In Black and White is a collection of eight short stories by Rudyard Kipling which was first published in a booklet of 108 pages as no. 3 of A H Wheeler & Co.'s Indian Railway Library in 1888. It was subsequently published in a book along with nos 1 and 2, Soldiers Three (1888) and The Story of the Gadsbys, as Soldiers Three (1899). The characters about whom the stories are concerned are native Indians, rather than the British for writing about whom Kipling may be better known; four of the stories are narrated by the Indians, and four by an observant wise English journalist (the persona that Kipling likes to adopt).
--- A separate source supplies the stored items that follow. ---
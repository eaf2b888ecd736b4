use super::{Error, ErrorKind, Rap};

use std::collections::HashMap;
use std::fmt;

/// What to do about an error raised while running a command.
#[derive(Debug, Clone, Copy, PartialEq, Eq)]
pub enum HookAction {
    /// Run the same command again.
    Retry,
    /// Swallow the error and return a failed [`Rap`] instead.
    Skip,
    /// Open an interactive shell on the target for manual repair, then carry on.
    Interactive,
    /// Return the error to the caller.
    Raise,
}

/// What an exception hook gets to see.
#[derive(Debug, Clone, Copy)]
pub struct HookContext<'a> {
    /// The command line that failed.
    pub command: &'a str,
    /// Login user, if known.
    pub user: Option<&'a str>,
    /// Target host.
    pub host: &'a str,
    /// 1 for the first failure, 2 after one retry, and so on.
    pub attempt: u32,
}

type PreHook = Box<dyn FnMut(&str, Option<&str>, &str) + Send>;
type PostHook = Box<dyn FnMut(&Rap) + Send>;
type LineHook = Box<dyn FnMut(&str) + Send>;
type ExceptionHook = Box<dyn FnMut(&Error, &HookContext<'_>) -> HookAction + Send>;

/// Per-target callbacks. All but the exception hooks are silenced in quiet mode.
#[derive(Default)]
pub struct Hooks {
    pub(crate) pre: Option<PreHook>,
    pub(crate) post: Option<PostHook>,
    pub(crate) stdout: Option<LineHook>,
    pub(crate) exception: HashMap<ErrorKind, ExceptionHook>,
}

impl fmt::Debug for Hooks {
    fn fmt(&self, f: &mut fmt::Formatter<'_>) -> fmt::Result {
        let mut kinds: Vec<_> = self.exception.keys().collect();
        kinds.sort_by_key(|k| format!("{:?}", k));
        f.debug_struct("Hooks")
            .field("pre", &self.pre.is_some())
            .field("post", &self.post.is_some())
            .field("stdout", &self.stdout.is_some())
            .field("exception", &kinds)
            .finish()
    }
}

impl Hooks {
    /// Called before every command with the command line, user and host.
    pub fn pre<F>(&mut self, f: F) -> &mut Self
    where
        F: FnMut(&str, Option<&str>, &str) + Send + 'static,
    {
        self.pre = Some(Box::new(f));
        self
    }

    /// Called with every completed result.
    pub fn post<F>(&mut self, f: F) -> &mut Self
    where
        F: FnMut(&Rap) + Send + 'static,
    {
        self.post = Some(Box::new(f));
        self
    }

    /// Called with each stdout line as it arrives.
    pub fn stdout<F>(&mut self, f: F) -> &mut Self
    where
        F: FnMut(&str) + Send + 'static,
    {
        self.stdout = Some(Box::new(f));
        self
    }

    /// Decide what happens when an error of `kind` is raised.
    pub fn on_error<F>(&mut self, kind: ErrorKind, f: F) -> &mut Self
    where
        F: FnMut(&Error, &HookContext<'_>) -> HookAction + Send + 'static,
    {
        self.exception.insert(kind, Box::new(f));
        self
    }

    /// Forget the handler for `kind`.
    pub fn clear_error(&mut self, kind: ErrorKind) -> &mut Self {
        self.exception.remove(&kind);
        self
    }

    /// Consult the handler for `err`. No handler means [`HookAction::Raise`].
    pub(crate) fn decide(&mut self, err: &Error, ctx: &HookContext<'_>) -> HookAction {
        match self.exception.get_mut(&err.kind()) {
            Some(hook) => hook(err, ctx),
            None => HookAction::Raise,
        }
    }
}
use super::{Error, Operation, Rap, Set, SetRap, Target};

use async_trait::async_trait;

/// Something that runs whitelisted commands: a single [`Target`], or every target of a
/// [`Set`] at once.
///
/// Only [`CommandExecutor::run_command`] needs implementing. The rest are shorthands for
/// common stock commands, each going through the same whitelist and quoting.
#[async_trait]
pub trait CommandExecutor: Send {
    /// What one command produces.
    type Output: Send;

    /// Run the whitelisted command `name` with `args`.
    async fn run_command(&mut self, name: &str, args: &[String]) -> Result<Self::Output, Error>;

    /// `uptime`
    async fn uptime(&mut self) -> Result<Self::Output, Error> {
        self.run_command("uptime", &[]).await
    }

    /// `hostname`
    async fn hostname(&mut self) -> Result<Self::Output, Error> {
        self.run_command("hostname", &[]).await
    }

    /// `pwd`
    async fn pwd(&mut self) -> Result<Self::Output, Error> {
        self.run_command("pwd", &[]).await
    }

    /// `uname` with `args`.
    async fn uname(&mut self, args: &[String]) -> Result<Self::Output, Error> {
        self.run_command("uname", args).await
    }

    /// `ls` with `args`.
    async fn ls(&mut self, args: &[String]) -> Result<Self::Output, Error> {
        self.run_command("ls", args).await
    }

    /// `cat path`
    async fn cat(&mut self, path: &str) -> Result<Self::Output, Error> {
        self.run_command("cat", &[path.to_owned()]).await
    }

    /// `echo` with `words`.
    async fn echo(&mut self, words: &[String]) -> Result<Self::Output, Error> {
        self.run_command("echo", words).await
    }

    /// `mkdir -p path`
    async fn mkdir_p(&mut self, path: &str) -> Result<Self::Output, Error> {
        self.run_command("mkdir", &[String::from("-p"), path.to_owned()]).await
    }

    /// `touch path`
    async fn touch(&mut self, path: &str) -> Result<Self::Output, Error> {
        self.run_command("touch", &[path.to_owned()]).await
    }

    /// `which name`
    async fn which(&mut self, name: &str) -> Result<Self::Output, Error> {
        self.run_command("which", &[name.to_owned()]).await
    }

    /// `./configure` with `args`.
    async fn configure(&mut self, args: &[String]) -> Result<Self::Output, Error> {
        self.run_command("configure", args).await
    }
}

#[async_trait]
impl CommandExecutor for Target {
    type Output = Rap;

    async fn run_command(&mut self, name: &str, args: &[String]) -> Result<Rap, Error> {
        self.execute(name, args).await
    }
}

#[async_trait]
impl CommandExecutor for Set {
    type Output = SetRap;

    async fn run_command(&mut self, name: &str, args: &[String]) -> Result<SetRap, Error> {
        self.apply(Operation::execute(name, args.iter().cloned())).await
    }
}
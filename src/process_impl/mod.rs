use super::{
    Channel, ChannelEvent, ChannelRequest, ConnectParams, Connector, Error, LocalForward,
    SessionBuilder, Transport,
};

use async_trait::async_trait;

pub(crate) mod builder;

mod channel;

mod session;
pub use session::Session;

/// Opens sessions with the system OpenSSH client.
///
/// Each connection is an `ssh` ControlMaster living in its own private temporary directory;
/// commands, port forwards and teardown all go through that master's control socket.
#[derive(Debug, Clone, Default)]
pub struct OpenSsh {
    base: SessionBuilder,
}

impl OpenSsh {
    /// A connector that uses the default [`SessionBuilder`] settings.
    pub fn new() -> Self {
        Self::default()
    }

    /// A connector that starts every session from `base`, then applies the per-connection
    /// [`ConnectParams`] on top.
    pub fn with_builder(base: SessionBuilder) -> Self {
        Self { base }
    }
}

#[async_trait]
impl Connector for OpenSsh {
    async fn connect(&self, params: &ConnectParams) -> Result<Box<dyn Transport>, Error> {
        let mut builder = self.base.clone();
        builder.apply(params);
        let session = builder.connect(&params.host).await?;
        Ok(Box::new(session))
    }
}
The stories are:

- "Dray Wara Yow Dee" – told by an Afghan (Pathan) narrator
- "The Judgement of Dungara" – told by an English narrator
- "At Howli Thana" – told by an Indian narrator
- "Gemini" – told by an Indian narrator
- "At Twenty-Two" – told by an English narrator
- "In Flood Time" – told by an Indian narrator
- "The Sending of Dana Dee" – told by an English narrator
- "On the City Wall" – told by an English narrator

== "Dray Wara Yow Dee" ==
This story details a Pathan man who runs across his unnamed, English friend whom he calls "Sahib" throughout the story. The narrator tells the Sahib a story about his wife who was of the Abazai tribe, whom he married to bring peace amongst the Pathan and Abazai. One day, he tells his wife he will be gone fifteen days, but is only gone twelve. Upon returning one night, he hears a man singing: "Dray wara yow dee" or "all three are one." The narrator tries to sneak up on the pair, but a rock slides under his foot, and the man, an Abazai man named Daoud Shah, runs away, fearing for his life. The Pathan man confronts his wife who confirms she loved the other man and laughs in his face. The narrator decapitates her and throws her into the Kabul River.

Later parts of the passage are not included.